Madison then moved to Syracuse, New York, where she became a graduate student at Syracuse University Newhouse School of Public Communications and was hired as a reporter at the Syracuse Herald Journal. Her early career was spent as a newspaper reporter in New York and Texas, and as a television news manager and executive in Dallas, Tulsa, and Houston. Madison then returned to New York City as assistant news director at NBC4, and became the station’s vice president and news director in March of 1996. Shortly after, she took on a second role as senior vice president of diversity for NBC. In 2000, Madison was promoted to president and general manager of KNBC, making her the first African American woman to become a general manager of a top news network. She then stepped down from the diversity leadership role. When NBC purchased Telemundo, a Spanish-language network, Madison assumed responsibility for the newly acquired Telemundo stations in Los Angeles, California. In 2007, Madison was appointed executive vice president and chief diversity officer of NBC Universal. The parent company, GE, named her a company officer and vice president.

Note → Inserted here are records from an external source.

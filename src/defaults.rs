use crate::{
    render::TypeTreeRender,
    schema::{PrimitiveKind, TypeKind},
    value::{Value, ValueMap},
};

/// Placeholder for enum values nobody chose yet. It is not a member of any
/// enum, so the selector shows it until the user picks a real label.
pub const INVALID_ENUM: &str = "Invalid";

pub fn primitive_default(kind: PrimitiveKind) -> Value {
    match kind {
        PrimitiveKind::Bool => Value::Bool(false),
        PrimitiveKind::Int => Value::Int(0),
        PrimitiveKind::Uint | PrimitiveKind::Uint16 | PrimitiveKind::Uint64 => Value::UInt(0),
        PrimitiveKind::Float => Value::Float(0.0),
        PrimitiveKind::String => Value::String(String::new()),
        PrimitiveKind::Bytes => Value::Bytes(Vec::new()),
        PrimitiveKind::Vector2 | PrimitiveKind::Vector3 | PrimitiveKind::Vector4 => {
            let arity = kind.vector_arity().unwrap_or_default();
            Value::Array(vec![Value::Float(0.0); arity])
        }
        PrimitiveKind::Property => Value::UInt(0),
    }
}

impl TypeTreeRender {
    /// A value of `type_name` to start editing from: new fields, new
    /// container entries and freshly selected pointer types all begin here.
    pub fn create_default(&self, type_name: &str) -> Value {
        if let Some(render) = self.specific_render(type_name) {
            return render.create_default(type_name);
        }

        let descriptor = match self.schema().resolve(type_name) {
            Ok(descriptor) => descriptor,
            Err(e) => {
                tracing::warn!(type_name, "no default value: {e}");
                return Value::Null;
            }
        };

        if descriptor.name != type_name {
            return self.create_default(&descriptor.name);
        }

        match &descriptor.kind {
            TypeKind::Primitive(kind) => primitive_default(*kind),
            // Fields start absent and are toggled on one by one.
            TypeKind::Struct(_) => Value::tagged(type_name),
            TypeKind::Enum(_) => Value::String(INVALID_ENUM.to_string()),
            TypeKind::Flagset { enum_name } => {
                let flags: ValueMap = match self.schema().resolve(enum_name).map(|d| &d.kind) {
                    Ok(TypeKind::Enum(data)) => {
                        data.labels().map(|label| (label, Value::Bool(false))).collect()
                    }
                    _ => ValueMap::new(),
                };
                Value::Object(flags)
            }
            TypeKind::Vector { .. } => Value::Array(Vec::new()),
            TypeKind::Dictionary { .. } => Value::Object(ValueMap::new()),
            TypeKind::Pointer { .. } => Value::Null,
            TypeKind::Typedef { .. } => Value::Null,
        }
    }
}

Madison has served in many organizations during her career. In addition to being named chairman and CEO of the Los Angeles Sparks, she also became a member of the WNBA Board of Governors. Madison is a board member of Greater Los Angeles United Way, a past chairman of the California Science Center Foundation, vice chair of National Medical Fellowships and the Maynard Institute for Journalism Education, and chair of The Nell Williams Family Foundation. In 2013, Mayor Eric Garcetti appointed her a commissioner of the Los Angeles Police Department.
Madison has received many awards, including the Ida B. Wells award from the National Association of Black Journalists (NABJ) in 1998, the Ellis Island Medal of Honor from the National Ethnic Coalition of Organizations in 1999, and the First Amendment Service Award from the Radio and Television News Directors Foundation in 2000. In 2005, Madison was named one of the “75 Most Powerful African Americans in Corporate America” by Black Enterprise magazine and was included in the Hollywood Reporter’s “Power 100.” In 2010, she received the NABJ Legacy Award, was named to Ebony magazine’s 2013 Power 100 List, and received the Pinnacle Award from the Houston Association of Black Journalists.
Madison and her husband, Roosevelt Madison, live in Los Angeles, California.
Paula Williams Madison was interviewed by The HistoryMakers on November 19, 2013 and July 21, 2017.